State of Florida considering water-quality credit trading program
Can A Version Of Cap-And-Trade Reduce Water Pollution? Florida Hopes So
By Jessica Palombo
Florida plans to go statewide with a water-quality program that lets polluters partially off the hook if they buy credits for extra cleanup others have already done. The credit-selling program has critics in Jacksonville, the city where it started.
A few years back, the polluted St. Johns River became the test case for the voluntary water-quality credit program. The theory, state regulators say, was to foster regional cooperation by adding an economic incentive for water cleanup.
Director of the State Division of Environmental Assessment and Restoration, Tom Frick, says credits are one tool to push polluters toward meeting their cleanup obligations.

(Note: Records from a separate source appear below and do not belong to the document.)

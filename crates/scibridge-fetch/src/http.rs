use async_trait::async_trait;
use reqwest::StatusCode;
use serde_json::Value;
use url::Url;

use scibridge_core::{BridgeConfig, Collection, FilterSpec, Record, WhereNode};
use scibridge_error::FetchError;

use crate::{LOG_TARGET, RecordFetcher};

const SNIPPET_MAX: usize = 8 * 1024;

fn snippet_lossy(bytes: &[u8], max: usize) -> String {
    let end = bytes.len().min(max);
    String::from_utf8_lossy(&bytes[..end]).to_string()
}

/// One collection of the store's REST API:
/// - `GET {base}/{Collection}?filter=<json>`
/// - `GET {base}/{Collection}/{id}?filter=<json>`
/// - `GET {base}/{Collection}/count?where=<json>`
#[derive(Debug, Clone)]
pub struct HttpCollection {
    client: reqwest::Client,
    collection: Collection,
    url: Url,
}

impl HttpCollection {
    pub fn new(
        client: reqwest::Client,
        config: &BridgeConfig,
        collection: Collection,
    ) -> Result<Self, FetchError> {
        let mut url = config.base_url.clone();
        url.path_segments_mut()
            .map_err(|_| FetchError::Transport {
                url: config.base_url.to_string(),
                message: "base url cannot carry a path".to_string(),
            })?
            .pop_if_empty()
            .push(collection.path());
        Ok(Self {
            client,
            collection,
            url,
        })
    }

    /// URL of the collection itself.
    pub fn url(&self) -> &Url {
        &self.url
    }

    fn child_url(&self, segment: &str) -> Url {
        let mut url = self.url.clone();
        // The collection URL was built through `path_segments_mut`, so it can hold a path.
        if let Ok(mut segments) = url.path_segments_mut() {
            segments.push(segment);
        }
        url
    }

    /// GETs `url` and decodes the JSON body. `Ok(None)` for a 404 when `missing_ok`.
    async fn get_json(
        &self,
        url: Url,
        query: Option<(&str, String)>,
        missing_ok: bool,
    ) -> Result<Option<Value>, FetchError> {
        let url_str = url.to_string();
        let mut request = self
            .client
            .get(url)
            .header(reqwest::header::ACCEPT, "application/json");
        if let Some((key, json)) = &query {
            request = request.query(&[(key, json)]);
        }
        tracing::trace!(target: LOG_TARGET, url = %url_str, query = ?query, "GET");

        let resp = request.send().await.map_err(|e| FetchError::Transport {
            url: url_str.clone(),
            message: e.to_string(),
        })?;
        let status = resp.status();
        let bytes = resp.bytes().await.map_err(|e| FetchError::Transport {
            url: url_str.clone(),
            message: e.to_string(),
        })?;

        if status == StatusCode::NOT_FOUND && missing_ok {
            return Ok(None);
        }
        if !status.is_success() {
            return Err(FetchError::Status {
                status: status.as_u16(),
                url: url_str,
                body_snippet: (!bytes.is_empty()).then(|| snippet_lossy(&bytes, SNIPPET_MAX)),
            });
        }
        if bytes.iter().all(u8::is_ascii_whitespace) {
            return Ok(None);
        }
        serde_json::from_slice(&bytes)
            .map(Some)
            .map_err(|e| FetchError::Decode {
                url: url_str,
                message: e.to_string(),
                body_snippet: Some(snippet_lossy(&bytes, SNIPPET_MAX)),
            })
    }

    fn filter_query(
        &self,
        filter: &FilterSpec,
    ) -> Result<Option<(&'static str, String)>, FetchError> {
        if filter.is_empty() {
            return Ok(None);
        }
        self.encode(filter).map(|json| Some(("filter", json)))
    }

    fn encode(&self, value: &impl serde::Serialize) -> Result<String, FetchError> {
        serde_json::to_string(value).map_err(|e| FetchError::Transport {
            url: self.url.to_string(),
            message: format!("could not encode filter: {e}"),
        })
    }

    fn decode_error(&self, url: &Url, message: &str, body: &Value) -> FetchError {
        FetchError::Decode {
            url: url.to_string(),
            message: message.to_string(),
            body_snippet: Some(snippet_lossy(body.to_string().as_bytes(), SNIPPET_MAX)),
        }
    }
}

#[async_trait]
impl RecordFetcher for HttpCollection {
    fn collection(&self) -> Collection {
        self.collection
    }

    #[tracing::instrument(target = "scibridge-fetch", skip_all, fields(collection = %self.collection))]
    async fn find(&self, filter: &FilterSpec) -> Result<Vec<Record>, FetchError> {
        let url = self.url.clone();
        let body = self
            .get_json(url.clone(), self.filter_query(filter)?, false)
            .await?;
        let records = match body {
            None => Vec::new(),
            Some(Value::Array(records)) => records,
            Some(other) => return Err(self.decode_error(&url, "expected a JSON array", &other)),
        };
        tracing::debug!(target: LOG_TARGET, count = records.len(), "fetched records");
        Ok(records)
    }

    #[tracing::instrument(target = "scibridge-fetch", skip(self, filter), fields(collection = %self.collection))]
    async fn find_by_id(
        &self,
        id: &str,
        filter: &FilterSpec,
    ) -> Result<Option<Record>, FetchError> {
        let url = self.child_url(id);
        let body = self.get_json(url, self.filter_query(filter)?, true).await?;
        Ok(body.filter(|record| !record.is_null()))
    }

    #[tracing::instrument(target = "scibridge-fetch", skip_all, fields(collection = %self.collection))]
    async fn count(&self, where_clause: Option<&WhereNode>) -> Result<u64, FetchError> {
        let url = self.child_url("count");
        let query = where_clause
            .map(|node| self.encode(node).map(|json| ("where", json)))
            .transpose()?;
        let body = self.get_json(url.clone(), query, false).await?;
        let count = body
            .as_ref()
            .and_then(|b| b.get("count"))
            .and_then(Value::as_u64);
        count.ok_or_else(|| {
            self.decode_error(
                &url,
                "expected `{\"count\": n}`",
                body.as_ref().unwrap_or(&Value::Null),
            )
        })
    }
}

#[cfg(test)]
mod tests {
    use super::*;

    #[test]
    fn collection_url_keeps_base_path() {
        let config = BridgeConfig::from_parts("https://scicat.example.org/api/v3/", "ESS").unwrap();
        let http = HttpCollection::new(reqwest::Client::new(), &config, Collection::PublishedData)
            .unwrap();
        assert_eq!(
            http.url().as_str(),
            "https://scicat.example.org/api/v3/PublishedData"
        );
    }

    #[test]
    fn record_ids_are_percent_encoded() {
        let config = BridgeConfig::from_parts("http://localhost:3030/api/v3", "ESS").unwrap();
        let http =
            HttpCollection::new(reqwest::Client::new(), &config, Collection::Datasets).unwrap();
        assert_eq!(
            http.child_url("10.5072/abc def").as_str(),
            "http://localhost:3030/api/v3/Datasets/10.5072%2Fabc%20def"
        );
    }

    #[test]
    fn empty_filter_sends_no_query() {
        let config = BridgeConfig::default();
        let http =
            HttpCollection::new(reqwest::Client::new(), &config, Collection::Datasets).unwrap();
        assert_eq!(http.filter_query(&FilterSpec::default()).unwrap(), None);
        let filter = FilterSpec::with_where(WhereNode::leaf("pid", "x"));
        assert_eq!(
            http.filter_query(&filter).unwrap(),
            Some(("filter", r#"{"where":{"pid":"x"}}"#.to_string()))
        );
    }
}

“That allows water quality restoration to occur quicker. It also allows water quality restoration to occur more cheaply,” he says.
The city of Jacksonville was the credit buyer and private utility company JEA was the seller. Both were already required to clean the river a certain amount, but JEA had gone above and beyond its duty. Jacksonville, which can’t clean as cost-effectively, bought credits from JEA, paying for that extra work, rather than fulfill its entire obligation. Frick says the river still got the total required amount of cleaning—and it happened faster.
But Lisa Rinaman, head of the nonprofit St. Johns Riverkeeper, says the river isn’t benefiting long-term from the program.